TintaSiyasi.com-- Dalam beberapa hari terakhir, publik sedang hangat mendiskusikan krisis di Afghanistan. Pasalnya, milisi Taliban telah berhasil menguasai kota Kabul dan menduduki Istana Kepresidenan Afghanistan.
Kabar Presiden Afghanistan Ashraf Ghani yang melarikan diri, telah menambah draf ketidakpastian kekuasaan yang ia pimpin dan seolah mengkonfirmasi kemenangan Taliban. Presiden Afghanistan Ashraf Ghani mengatakan Taliban telah menang karena berhasil menduduki Kantor Kepresidenan. Ghani mengatakan Taliban bertanggung jawab penuh terhadap apa yang mereka lakukan.
"Taliban telah menang dengan penghakiman pedang dan senjata mereka, dan sekarang bertanggung jawab atas kehormatan, properti, dan pertahanan diri warga negara mereka," kata Ghani dalam sebuah pernyataan yang diposting ke Facebook, seperti dilansir AFP, Minggu (16/8/2021).
Ditelisik makin jauh, sebenarnya akan dibawa ke mana Afghanistan setelah peristiwa ini? Apakah umat Islam bisa mewujudkan impiannya, hidup diatur dalam naungan Islam? Ataukah belenggu penjajah masih menyelimuti Afghanistan? Lantas, di mana posisi Amerika Serikat (AS)?

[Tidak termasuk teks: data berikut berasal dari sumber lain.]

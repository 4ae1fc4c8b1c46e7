//! Fixtures shared by the service and handler tests.

use chrono::{Local, NaiveDate};
use migration::{Migrator, MigratorTrait as _};
use sea_orm::{
    ActiveModelTrait as _, ActiveValue::Set, ColumnTrait as _, ConnectOptions, Database, DatabaseConnection,
    EntityTrait as _, QueryFilter as _,
};

use crate::{
    auth::Authority,
    entity::{employee, facility, prelude::*, sea_orm_active_enums::RoleType, user},
    payroll::ledger::{self, NewActivity},
};

pub const SECRET: &[u8] = b"secret";

/// `Authorization` header for `user`, signed with [`SECRET`]
pub fn bearer(user: &user::Model) -> (&'static str, String) {
    let token = Authority::new(SECRET).issue_for(user).unwrap();

    ("Authorization", format!("Bearer {token}"))
}

/// Fresh in-memory database with the production migrations applied.
///
/// A single pooled connection keeps every query on the same in-memory
/// database.
pub async fn setup_db() -> DatabaseConnection {
    let mut opt = ConnectOptions::new("sqlite::memory:");
    opt.max_connections(1).min_connections(1).sqlx_logging(false);

    let db = Database::connect(opt).await.expect("Unable to open in-memory database");
    Migrator::up(&db, None).await.expect("Unable to run migrations");

    db
}

pub fn date(y: i32, m: u32, d: u32) -> NaiveDate {
    NaiveDate::from_ymd_opt(y, m, d).unwrap()
}

pub async fn facility(db: &DatabaseConnection, id: &str, rental_goal: i32) -> facility::Model {
    facility::ActiveModel {
        id: Set(id.to_string()),
        created_at: Set(Local::now().fixed_offset()),
        updated_at: Set(Local::now().fixed_offset()),
        abbreviation: Set(id.to_uppercase()),
        name: Set(format!("{id} Self Storage")),
        sitelink_id: Set(format!("SL-{id}")),
        monthly_rental_goal: Set(rental_goal),
    }
    .insert(db).await.unwrap()
}

pub async fn employee(db: &DatabaseConnection, id: &str, facility_id: Option<&str>, manager_id: Option<&str>) -> employee::Model {
    employee::ActiveModel {
        id: Set(id.to_string()),
        created_at: Set(Local::now().fixed_offset()),
        updated_at: Set(Local::now().fixed_offset()),
        name: Set(format!("Employee {id}")),
        facility_id: Set(facility_id.map(str::to_string)),
        manager_id: Set(manager_id.map(str::to_string)),
        hire_date: Set(date(2020, 6, 1)),
    }
    .insert(db).await.unwrap()
}

pub async fn user(db: &DatabaseConnection, username: &str, role: RoleType, employee_id: Option<&str>) -> user::Model {
    user::ActiveModel {
        id: Set(format!("user-{username}")),
        created_at: Set(Local::now().fixed_offset()),
        updated_at: Set(Local::now().fixed_offset()),
        username: Set(username.to_string()),
        password: Set(Vec::new()),
        role: Set(role),
        employee_id: Set(employee_id.map(str::to_string)),
    }
    .insert(db).await.unwrap()
}

/// The administrator the seed migration creates
pub async fn seeded_admin(db: &DatabaseConnection) -> user::Model {
    User::find()
        .filter(user::Column::Username.eq("admin"))
        .one(db).await.unwrap()
        .expect("seed migration creates `admin`")
}

/// Unassigned rental worth `amount` cents
pub async fn activity(db: &DatabaseConnection, id: &str, employee_id: &str, facility_id: &str, on: NaiveDate, amount: i64) {
    ledger::record_activity(db, NewActivity {
        id: id.to_string(),
        employee_id: employee_id.to_string(),
        facility_id: facility_id.to_string(),
        date: on,
        unit_name: format!("Unit {id}"),
        tenant_name: "Jane Tenant".to_string(),
        has_insurance: false,
        commission_amount: amount,
    }).await.unwrap();
}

Dikutip dari detik.com (17/8/2021), Presiden Amerika Serikat (AS) Joe Biden, buka suara atas kekacauan yang kini menyelimuti Afghanistan setelah kembali dikuasai kelompok Taliban. Biden menegaskan keputusannya menarik tentara AS dari negara tersebut setelah operasi militer selama 20 tahun terakhir.

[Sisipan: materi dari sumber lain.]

//! Splits payroll by facility, for one employee or a manager's team.

use std::collections::{BTreeMap, HashMap};

use sea_orm::{ColumnTrait as _, ConnectionTrait, DatabaseConnection, EntityTrait as _, QueryFilter as _, QueryOrder as _};
use serde::Serialize;

use crate::{
    entity::{employee, facility, pay_period, prelude::*},
    error::Result,
    payroll::aggregate::{self, LineItem, PayrollRecord},
};

#[derive(Debug, Clone, Default, PartialEq, Serialize)]
#[serde(rename_all = "camelCase")]
pub struct PayTotals {
    pub commission: i64,
    pub commission_count: u64,
    pub monthly_bonus: i64,
    pub christmas_bonus: i64,
    pub vacation_hours: f64,
    pub holiday_hours: f64,
    pub mileage: i64,
    pub hours_pay: i64,
    pub total_pay: i64,
}

impl From<&PayrollRecord> for PayTotals {
    fn from(record: &PayrollRecord) -> Self {
        Self {
            commission: record.commission,
            commission_count: record.commission_count,
            monthly_bonus: record.monthly_bonus,
            christmas_bonus: record.christmas_bonus,
            vacation_hours: record.vacation_hours,
            holiday_hours: record.holiday_hours,
            mileage: record.mileage,
            hours_pay: record.hours_pay,
            total_pay: record.total_pay,
        }
    }
}

#[derive(Debug, Clone, PartialEq, Serialize)]
#[serde(rename_all = "camelCase")]
pub struct FacilityShare {
    pub facility_id: String,
    pub abbreviation: String,
    pub name: String,
    #[serde(flatten)]
    pub totals: PayTotals,
}

#[derive(Debug, Clone, PartialEq, Serialize)]
#[serde(rename_all = "camelCase")]
pub struct EmployeeRollup {
    pub employee_id: String,
    pub pay_period_id: String,
    pub unpaid_commission_count: u64,
    #[serde(flatten)]
    pub totals: PayTotals,
    pub facilities: Vec<FacilityShare>,
}

#[derive(Debug, Clone, PartialEq, Serialize)]
#[serde(rename_all = "camelCase")]
pub struct TeamRollup {
    pub manager_id: String,
    pub pay_period_id: String,
    #[serde(flatten)]
    pub totals: PayTotals,
    pub employees: Vec<EmployeeRollup>,
    /// Whole team, per facility
    pub facilities: Vec<FacilityShare>,
}

pub async fn rollup_employee(db: &DatabaseConnection, employee_id: &str, period: &pay_period::Model) -> Result<EmployeeRollup> {
    let txn = aggregate::snapshot(db).await?;

    let record = aggregate::aggregate_in(&txn, employee_id, period).await?;
    let facilities = facilities(&txn).await?;

    txn.commit().await?;

    Ok(rollup(&record, &facilities))
}

/// Rollup of every direct report of `manager_id`
pub async fn rollup_team(db: &DatabaseConnection, manager_id: &str, period: &pay_period::Model) -> Result<TeamRollup> {
    let txn = aggregate::snapshot(db).await?;

    let team = Employee::find()
        .filter(employee::Column::ManagerId.eq(manager_id))
        .order_by_asc(employee::Column::Id)
        .all(&txn).await?;

    let mut records = Vec::with_capacity(team.len());
    for member in &team {
        records.push(aggregate::aggregate_in(&txn, &member.id, period).await?);
    }

    let facilities = facilities(&txn).await?;

    txn.commit().await?;

    let line_items = records.iter()
        .flat_map(|record| record.line_items.iter().cloned())
        .collect::<Vec<_>>();
    let team_record = PayrollRecord::from_line_items(manager_id, &period.id, line_items, 0);

    Ok(TeamRollup {
        manager_id: manager_id.to_string(),
        pay_period_id: period.id.clone(),
        totals: PayTotals::from(&team_record),
        employees: records.iter().map(|record| rollup(record, &facilities)).collect(),
        facilities: split_by_facility(&team_record, &facilities),
    })
}

pub fn rollup(record: &PayrollRecord, facilities: &HashMap<String, facility::Model>) -> EmployeeRollup {
    EmployeeRollup {
        employee_id: record.employee_id.clone(),
        pay_period_id: record.pay_period_id.clone(),
        unpaid_commission_count: record.unpaid_commission_count,
        totals: PayTotals::from(record),
        facilities: split_by_facility(record, facilities),
    }
}

/// Per-facility totals, ordered by facility id. They sum to the record's totals.
pub fn split_by_facility(record: &PayrollRecord, facilities: &HashMap<String, facility::Model>) -> Vec<FacilityShare> {
    let mut grouped = BTreeMap::<&str, Vec<LineItem>>::new();
    for item in &record.line_items {
        grouped.entry(item.facility_id()).or_default().push(item.clone());
    }

    grouped.into_iter()
        .map(|(facility_id, items)| {
            let share = PayrollRecord::from_line_items(&record.employee_id, &record.pay_period_id, items, 0);
            let (abbreviation, name) = facilities.get(facility_id)
                .map(|f| (f.abbreviation.clone(), f.name.clone()))
                .unwrap_or_else(|| (facility_id.to_string(), facility_id.to_string()));

            FacilityShare {
                facility_id: facility_id.to_string(),
                abbreviation,
                name,
                totals: PayTotals::from(&share),
            }
        })
        .collect()
}

async fn facilities(db: &impl ConnectionTrait) -> Result<HashMap<String, facility::Model>> {
    Ok(Facility::find()
        .all(db).await?
        .into_iter()
        .map(|f| (f.id.clone(), f))
        .collect())
}

#[cfg(test)]
mod tests {
    use crate::{
        entity::sea_orm_active_enums::BonusType,
        payroll::{assignment, period},
        testing::{self, date, setup_db},
    };

    use super::*;

    fn commission(activity_id: &str, facility_id: &str, amount: i64) -> LineItem {
        LineItem::Commission {
            activity_id: activity_id.into(),
            facility_id: facility_id.into(),
            date: date(2024, 3, 1),
            unit_name: "A-1".into(),
            tenant_name: "Jane Tenant".into(),
            has_insurance: true,
            amount,
        }
    }

    #[test]
    fn test_split_sums_to_total() {
        let record = PayrollRecord::from_line_items("E101", "PP-2024-03-01", vec![
            commission("a1", "whb", 25_00),
            commission("a2", "nrt", 40_00),
            commission("a3", "whb", 10_00),
            LineItem::Bonus { facility_id: "nrt".into(), bonus_type: BonusType::Monthly, label: "goal".into(), month: date(2024, 3, 1), amount: 50_00 },
            LineItem::Mileage { facility_id: "gone".into(), amount: 3_00 },
        ], 0);

        let shares = split_by_facility(&record, &HashMap::new());

        assert_eq!(shares.iter().map(|s| s.facility_id.as_str()).collect::<Vec<_>>(), ["gone", "nrt", "whb"]);
        assert_eq!(shares.iter().map(|s| s.totals.total_pay).sum::<i64>(), record.total_pay);
        assert_eq!(shares[1].totals.monthly_bonus, 50_00);
        assert_eq!(shares[2].totals.commission_count, 2);

        // Unknown facilities fall back to their id for display
        assert_eq!(shares[0].abbreviation, "gone");
    }

    #[actix_web::test]
    async fn test_team_rollup() {
        let db = setup_db().await;
        testing::facility(&db, "whb", 10).await;
        testing::facility(&db, "nrt", 10).await;
        testing::employee(&db, "M1", Some("whb"), None).await;
        testing::employee(&db, "E101", Some("whb"), Some("M1")).await;
        testing::employee(&db, "E102", Some("nrt"), Some("M1")).await;
        testing::employee(&db, "E103", Some("nrt"), None).await;

        testing::activity(&db, "a1", "E101", "whb", date(2024, 3, 2), 25_00).await;
        testing::activity(&db, "a2", "E101", "nrt", date(2024, 3, 3), 30_00).await;
        testing::activity(&db, "a3", "E102", "nrt", date(2024, 3, 4), 40_00).await;
        testing::activity(&db, "a4", "E103", "nrt", date(2024, 3, 4), 99_00).await;

        let march = period::create_period(&db, date(2024, 3, 1), date(2024, 3, 31)).await.unwrap();
        let ids = ["a1", "a2", "a3", "a4"].map(String::from);
        assignment::assign(&db, &ids, &march.id).await.unwrap();

        let mine = rollup_employee(&db, "E101", &march).await.unwrap();
        assert_eq!(mine.totals.total_pay, 55_00);
        assert_eq!(mine.facilities.len(), 2);
        assert_eq!(mine.facilities[0].abbreviation, "NRT");
        assert_eq!(mine.facilities[0].name, "nrt Self Storage");

        let team = rollup_team(&db, "M1", &march).await.unwrap();
        assert_eq!(team.employees.iter().map(|e| e.employee_id.as_str()).collect::<Vec<_>>(), ["E101", "E102"]);
        assert_eq!(team.totals.total_pay, 95_00);
        assert_eq!(team.facilities.iter().map(|f| (f.facility_id.as_str(), f.totals.total_pay)).collect::<Vec<_>>(), [
            ("nrt", 70_00),
            ("whb", 25_00),
        ]);
    }
}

Seperti dilansir Reuters dan AFP, Selasa (17/8/2021), Biden menyampaikan tanggapannya atas situasi terkini di Afghanistan dalam pidato di Gedung Putih pada Minggu (16/8) waktu setempat, setelah beberapa hari bungkam.
"Saya Presiden Amerika Serikat dan tanggung jawab berhenti pada saya," ucap Biden dalam pidatonya. Apa yang disampaikan Biden ini sebenarnya memverifikasi kekalahan mereka di Afghanistan, hanya saja, apa yang akan mereka lakukan masih menjadi teka-teki dan prediksi bersama.
Begitu pula nasib umat Islam, apakah umat Islam bisa terbebas dari ancaman penjajahan oleh AS dan sekutunya? Apalagi gelagat Cina sebagai rival AS mulai masuk ke Afghanistan.
China menyatakan kesiapan mereka untuk menjalin kerja sama erat dengan Afghanistan setelah Taliban mengambil alih kekuasaan di negara itu pada Minggu (15/8).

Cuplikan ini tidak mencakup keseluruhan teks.